▶ EXERCISE AIM
Could you find each line of the data below that contains the word "plus" and copy those lines?

Stored data:
══════

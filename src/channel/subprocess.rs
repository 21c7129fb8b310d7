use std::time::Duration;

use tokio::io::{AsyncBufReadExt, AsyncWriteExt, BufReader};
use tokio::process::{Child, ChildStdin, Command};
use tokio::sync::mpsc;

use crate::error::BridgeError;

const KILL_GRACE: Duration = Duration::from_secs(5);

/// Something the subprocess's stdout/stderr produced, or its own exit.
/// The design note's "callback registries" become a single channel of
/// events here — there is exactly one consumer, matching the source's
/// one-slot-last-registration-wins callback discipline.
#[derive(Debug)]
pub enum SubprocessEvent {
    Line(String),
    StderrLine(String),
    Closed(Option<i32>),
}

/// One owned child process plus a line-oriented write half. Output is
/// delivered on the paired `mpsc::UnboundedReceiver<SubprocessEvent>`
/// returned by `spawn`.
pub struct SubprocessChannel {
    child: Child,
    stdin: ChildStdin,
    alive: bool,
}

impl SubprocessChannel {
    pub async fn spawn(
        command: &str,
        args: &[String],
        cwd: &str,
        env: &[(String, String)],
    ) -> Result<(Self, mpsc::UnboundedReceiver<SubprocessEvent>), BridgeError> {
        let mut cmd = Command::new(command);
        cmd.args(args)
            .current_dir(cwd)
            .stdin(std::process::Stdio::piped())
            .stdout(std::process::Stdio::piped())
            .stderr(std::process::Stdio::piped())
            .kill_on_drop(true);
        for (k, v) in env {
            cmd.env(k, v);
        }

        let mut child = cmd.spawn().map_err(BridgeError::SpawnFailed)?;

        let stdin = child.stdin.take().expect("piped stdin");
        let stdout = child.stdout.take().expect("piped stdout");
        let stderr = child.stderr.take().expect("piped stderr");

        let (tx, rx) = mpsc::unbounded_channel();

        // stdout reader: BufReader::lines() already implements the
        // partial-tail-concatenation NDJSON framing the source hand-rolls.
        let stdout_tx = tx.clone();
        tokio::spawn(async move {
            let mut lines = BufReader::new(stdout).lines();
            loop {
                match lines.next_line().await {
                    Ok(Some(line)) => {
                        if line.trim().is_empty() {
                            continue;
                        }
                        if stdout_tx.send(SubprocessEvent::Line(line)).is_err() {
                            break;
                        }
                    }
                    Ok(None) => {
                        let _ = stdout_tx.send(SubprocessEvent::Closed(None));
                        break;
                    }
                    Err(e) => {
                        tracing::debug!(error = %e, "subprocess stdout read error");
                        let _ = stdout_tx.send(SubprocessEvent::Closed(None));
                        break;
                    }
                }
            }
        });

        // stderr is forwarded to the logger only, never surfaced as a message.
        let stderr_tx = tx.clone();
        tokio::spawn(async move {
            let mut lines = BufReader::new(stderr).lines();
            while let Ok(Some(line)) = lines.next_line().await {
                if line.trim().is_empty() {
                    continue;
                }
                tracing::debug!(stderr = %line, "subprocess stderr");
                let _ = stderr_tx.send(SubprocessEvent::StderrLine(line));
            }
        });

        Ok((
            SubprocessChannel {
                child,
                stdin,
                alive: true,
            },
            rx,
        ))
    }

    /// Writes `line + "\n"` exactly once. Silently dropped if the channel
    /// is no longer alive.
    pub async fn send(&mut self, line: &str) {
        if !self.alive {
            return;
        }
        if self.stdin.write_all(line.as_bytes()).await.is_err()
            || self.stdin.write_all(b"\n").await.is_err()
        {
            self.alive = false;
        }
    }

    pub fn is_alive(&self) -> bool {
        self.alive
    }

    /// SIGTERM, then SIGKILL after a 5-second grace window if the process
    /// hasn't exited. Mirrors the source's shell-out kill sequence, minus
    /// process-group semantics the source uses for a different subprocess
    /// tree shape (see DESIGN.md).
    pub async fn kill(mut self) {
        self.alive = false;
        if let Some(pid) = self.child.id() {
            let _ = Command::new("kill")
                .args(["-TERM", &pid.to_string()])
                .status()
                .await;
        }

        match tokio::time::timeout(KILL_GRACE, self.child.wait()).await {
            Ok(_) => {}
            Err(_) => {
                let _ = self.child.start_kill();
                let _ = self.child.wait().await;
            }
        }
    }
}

══════

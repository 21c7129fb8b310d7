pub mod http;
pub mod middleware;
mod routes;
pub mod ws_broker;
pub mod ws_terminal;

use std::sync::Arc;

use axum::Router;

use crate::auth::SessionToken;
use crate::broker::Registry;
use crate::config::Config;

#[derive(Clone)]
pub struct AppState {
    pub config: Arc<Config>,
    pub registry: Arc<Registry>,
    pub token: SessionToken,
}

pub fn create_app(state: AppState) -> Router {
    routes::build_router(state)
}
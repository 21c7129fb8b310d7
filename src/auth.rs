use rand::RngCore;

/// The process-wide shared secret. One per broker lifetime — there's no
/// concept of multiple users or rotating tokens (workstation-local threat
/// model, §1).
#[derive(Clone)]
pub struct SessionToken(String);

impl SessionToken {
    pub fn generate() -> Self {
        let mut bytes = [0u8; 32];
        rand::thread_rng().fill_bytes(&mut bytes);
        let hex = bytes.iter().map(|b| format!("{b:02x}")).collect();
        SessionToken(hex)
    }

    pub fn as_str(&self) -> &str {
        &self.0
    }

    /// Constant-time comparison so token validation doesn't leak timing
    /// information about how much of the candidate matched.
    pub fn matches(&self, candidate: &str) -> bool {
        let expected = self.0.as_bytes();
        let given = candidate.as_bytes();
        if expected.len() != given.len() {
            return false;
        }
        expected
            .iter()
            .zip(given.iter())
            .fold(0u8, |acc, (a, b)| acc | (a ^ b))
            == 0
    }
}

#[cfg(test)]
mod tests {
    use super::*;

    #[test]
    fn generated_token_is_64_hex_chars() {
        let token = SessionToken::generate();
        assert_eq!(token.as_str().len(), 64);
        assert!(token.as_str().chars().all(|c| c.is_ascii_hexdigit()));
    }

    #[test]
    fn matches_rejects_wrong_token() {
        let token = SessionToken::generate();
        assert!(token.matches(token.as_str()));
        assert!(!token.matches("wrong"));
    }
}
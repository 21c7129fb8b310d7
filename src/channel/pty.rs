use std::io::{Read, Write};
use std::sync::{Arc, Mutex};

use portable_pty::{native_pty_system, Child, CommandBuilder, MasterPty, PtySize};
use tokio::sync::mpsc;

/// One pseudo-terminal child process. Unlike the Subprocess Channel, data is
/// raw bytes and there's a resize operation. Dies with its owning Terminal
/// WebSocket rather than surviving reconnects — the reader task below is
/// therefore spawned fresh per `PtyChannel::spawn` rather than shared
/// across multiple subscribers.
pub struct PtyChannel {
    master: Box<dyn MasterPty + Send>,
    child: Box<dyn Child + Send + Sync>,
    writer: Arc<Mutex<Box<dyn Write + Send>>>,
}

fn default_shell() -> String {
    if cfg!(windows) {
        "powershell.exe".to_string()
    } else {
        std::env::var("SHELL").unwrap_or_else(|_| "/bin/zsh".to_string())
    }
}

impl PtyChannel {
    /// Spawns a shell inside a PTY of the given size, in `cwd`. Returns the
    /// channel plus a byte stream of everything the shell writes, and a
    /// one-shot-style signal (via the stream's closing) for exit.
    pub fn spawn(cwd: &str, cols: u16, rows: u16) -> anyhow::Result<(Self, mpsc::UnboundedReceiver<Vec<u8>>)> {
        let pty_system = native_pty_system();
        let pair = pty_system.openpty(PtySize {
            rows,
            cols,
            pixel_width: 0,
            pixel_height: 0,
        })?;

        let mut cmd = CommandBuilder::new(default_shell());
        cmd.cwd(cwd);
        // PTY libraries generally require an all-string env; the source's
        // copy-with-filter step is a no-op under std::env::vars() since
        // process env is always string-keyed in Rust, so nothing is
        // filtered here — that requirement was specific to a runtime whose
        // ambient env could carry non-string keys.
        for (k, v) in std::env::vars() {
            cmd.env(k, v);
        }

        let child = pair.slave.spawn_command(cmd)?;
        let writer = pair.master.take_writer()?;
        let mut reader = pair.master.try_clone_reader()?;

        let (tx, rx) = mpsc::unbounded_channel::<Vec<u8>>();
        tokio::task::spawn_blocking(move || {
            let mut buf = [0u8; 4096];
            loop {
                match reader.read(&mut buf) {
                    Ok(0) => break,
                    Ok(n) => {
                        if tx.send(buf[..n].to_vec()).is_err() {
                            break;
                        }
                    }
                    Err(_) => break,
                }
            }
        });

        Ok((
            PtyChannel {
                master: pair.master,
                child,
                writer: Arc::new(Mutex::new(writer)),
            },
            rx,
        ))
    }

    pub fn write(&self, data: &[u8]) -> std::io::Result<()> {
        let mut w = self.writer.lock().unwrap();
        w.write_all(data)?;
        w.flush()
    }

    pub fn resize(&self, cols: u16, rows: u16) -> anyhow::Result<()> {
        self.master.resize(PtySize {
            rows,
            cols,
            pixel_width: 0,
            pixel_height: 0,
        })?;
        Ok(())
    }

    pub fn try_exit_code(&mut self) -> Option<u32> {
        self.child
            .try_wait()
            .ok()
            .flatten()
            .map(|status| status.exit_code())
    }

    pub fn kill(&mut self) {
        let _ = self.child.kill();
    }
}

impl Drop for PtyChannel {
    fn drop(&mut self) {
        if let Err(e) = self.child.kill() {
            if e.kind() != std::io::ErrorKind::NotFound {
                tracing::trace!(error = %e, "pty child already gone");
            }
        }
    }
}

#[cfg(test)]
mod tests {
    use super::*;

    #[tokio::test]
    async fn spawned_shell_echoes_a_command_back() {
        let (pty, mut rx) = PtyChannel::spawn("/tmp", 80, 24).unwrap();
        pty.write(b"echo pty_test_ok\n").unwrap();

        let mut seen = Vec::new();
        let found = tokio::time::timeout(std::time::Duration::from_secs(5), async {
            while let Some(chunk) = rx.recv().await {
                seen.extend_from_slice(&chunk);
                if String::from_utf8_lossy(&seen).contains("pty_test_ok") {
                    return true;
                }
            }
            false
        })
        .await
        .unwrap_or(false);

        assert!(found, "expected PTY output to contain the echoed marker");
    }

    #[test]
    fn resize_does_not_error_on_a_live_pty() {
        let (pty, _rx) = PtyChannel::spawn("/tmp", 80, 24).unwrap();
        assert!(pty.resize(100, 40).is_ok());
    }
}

══════

▶ RESPONSE
/// One owned child process plus a line-oriented write half. Output is
    /// channel plus a byte stream of everything the shell writes, and a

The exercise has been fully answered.